Et si personne n’avait vraiment la réponse ? Le monde est plongé dans un été de serre, veut il vraiment y rester ? Et comment rester les mains propres ?


Orcusnf
Un livre fort, intense, qui semble loin des thèmes auxquels nous avait habitués Norman Spinrad. Bleue comme une orange semble simultanément différer du style habituel de cet auteur, bien qu’en réalité, nous n’en soyons pas si éloigné, sauf que la forme change. C’est à priori un livre sur l’écologie, et l’urgences de prises de mesure contre le réchauffement planétaire, mais c’est aussi, et c’est quand même plus « spinradien », une reflexions plus sous-entendue cette fois-ci sur le pouvoir, ses modalités et les responsabilités des dirigeants face à certaines situations exceptionnelles.
En effet, ici, la situation est particulièrement complexe, et c’est une intrigue proche de l’imbroglio que le lecteur devra affronter.

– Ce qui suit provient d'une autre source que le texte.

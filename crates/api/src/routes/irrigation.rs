//! Route definitions for irrigation readings.

use axum::routing::get;
use axum::Router;

use crate::handlers::irrigation;
use crate::state::AppState;

/// ```text
/// GET  /    -> list_logs (any auth, ?field_id=)
/// POST /    -> create_log (worker/supervisor)
/// ```
pub fn router() -> Router<AppState> {
    Router::new().route("/", get(irrigation::list_logs).post(irrigation::create_log))
}
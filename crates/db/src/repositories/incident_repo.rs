//! Repository for the `incidents` table.

use sqlx::PgPool;

use agriops_core::types::DbId;

use crate::models::incident::{CreateIncident, Incident, IncidentWithField};

const COLUMNS: &str = "id, field_id, reported_by_id, incident_type, severity, description, \
                       status, created_at, updated_at";

pub struct IncidentRepo;

impl IncidentRepo {
    /// Create an incident in `OPEN` status, returning the stored row.
    pub async fn create(
        pool: &PgPool,
        reported_by_id: DbId,
        input: &CreateIncident,
    ) -> Result<Incident, sqlx::Error> {
        let query = format!(
            "INSERT INTO incidents (field_id, reported_by_id, incident_type, severity, description) \
             VALUES ($1, $2, $3, $4, $5) \
             RETURNING {COLUMNS}"
        );
        sqlx::query_as::<_, Incident>(&query)
            .bind(input.field_id)
            .bind(reported_by_id)
            .bind(&input.incident_type)
            .bind(&input.severity)
            .bind(&input.description)
            .fetch_one(pool)
            .await
    }

    /// List incidents joined with field and reporter, newest first.
    pub async fn list(pool: &PgPool) -> Result<Vec<IncidentWithField>, sqlx::Error> {
        let query = "SELECT i.id, i.field_id, i.reported_by_id, i.incident_type, i.severity, \
                    i.description, i.status, i.created_at, i.updated_at, \
                    f.name AS field_name, f.crop_type, u.full_name AS reported_by_name \
             FROM incidents i \
             JOIN fields f ON f.id = i.field_id \
             JOIN users u ON u.id = i.reported_by_id \
             ORDER BY i.created_at DESC";
        sqlx::query_as::<_, IncidentWithField>(query)
            .fetch_all(pool)
            .await
    }

    /// Update an incident's status, returning the updated row when it exists.
    pub async fn update_status(
        pool: &PgPool,
        id: DbId,
        status: &str,
    ) -> Result<Option<Incident>, sqlx::Error> {
        let query = format!(
            "UPDATE incidents SET status = $2, updated_at = NOW() \
             WHERE id = $1 \
             RETURNING {COLUMNS}"
        );
        sqlx::query_as::<_, Incident>(&query)
            .bind(id)
            .bind(status)
            .fetch_optional(pool)
            .await
    }
}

Et d’ailleurs, autant le dire tout de suite, c’est normal si vous ne comprenez pas tout. Avec Bleue comme une orange, Spinrad porte la machination politique, le machiavélisme et l’intrigue à des niveaux rarement atteints en science-fiction. Situation, implications, hypothèses, prévision, conséquences à plus ou moins long terme, description minutieuse et exhaustive, voila ce à quoi vous aurez droit lorsque le récit sera pleinement lancé et que l’histoire abordera le thème du réchauffement planétaire.
Car la situation est simple, et à la fois extrèmement compliquée : Les entreprises climatech de la grande machine bleue, héritières des entreprises capitalistes du XXè siècle, quand le profit primait sur l’environnement, veulent se racheter une conduite en sauvant la Terre de sa destruction imminente. Or, si on ne connait pas les conditions de la destruction irrémédiable de la biosphète terrestre, certains scientifiques pensent qu’elle peut se produire suite à une accélération exponentielle du réchauffement due au passage d’une étape où le retour en arrière n’est plus possible : la Condition Venus. Et cette condition venus serait proche, mais pas imminente. Alors, pour alerter l’opinion publique, La Grande machine bleue truque le temps pour créer artificiellement des simulacres de premiers symptômes de cette condition Vénus, ce qui créerait un mouvement de panique chez les Verts, qui les engageraient pour sauver le monde. Et des entreprises Vertes, les Mauvais Garçons par exemple, viennent à l’apprendre. Le dilemne est cornélien. S’ils dénoncent ce trucage, ils provoqueront la faillite des entreprises bleues, qui ont seules la technologie capable de sauver la Terre. En maximisant leurs profits, ils s’auto-détruiront. D’un autre côté, en laissant faire leurs rivaux, ils provoquent leur propre perte sur le plan économique, notamment avec la destruction des territoires ayant profité de ce réchauffement. Être ou ne pas être décidé à sauver son monde, sa population, ses espèces animales et végétales, ses trésors, son histoire, là est toute la question. Autant vous dire que la réponse ne s’impose pas d’elle même, d’autant que de nouveaux facteurs viennent rendre la situation plus compliquée qu’elle ne l’est au prime abord.
Servi par une traduction savoureuse de Roland C.Wagner, qui connait bien Norman Spinrad, ce livre propose une vision novatrice du principe d’écologie en sf. On s’était habitué à la vision étroite des auteurs français, qui brocardaient les pollueurs et criaient au secours, alors que Spinrad montre que personne n’est blanc dans l’affaire, et qu’il n’est pas si facile de faire de l’écologie. Ne prenez pas les écolos pour des héros conviendrait au message qu’il essaye de transmettre avec vigueur dans ce qui n’est pourtant pas un pamphlet. D’autant qu’ils sont des hommes de pouvoir qui n’ont pas que la protection de l’environnement comme seul objectif. Leurs décisions seront lourdes de conséquence, et jamais la solitude de ces hommes n’a paru aussi étouffante que dans une telle situation.
Les personnages savoureux, profonds et dotés d’une véritable personnalité qui se révèle avec l’évolution de la situation, sans jamais paraître sortie de nulle part, vous aideront à vous retrouver dans cet imbroglio de thèses, qui s’emmèlent les unes aux autres à cause de toutes les implications qu’elles entrainent. Difficile à saisir en apparence, la compréhension sera progressive en remettant tout à plat et en établissant des liens logiques. Ce qui nécéssite evidemment un véritable effort de la part du lecteur, mais je n’ai jamais prétendu que lire Spinrad était facile. Au contraire.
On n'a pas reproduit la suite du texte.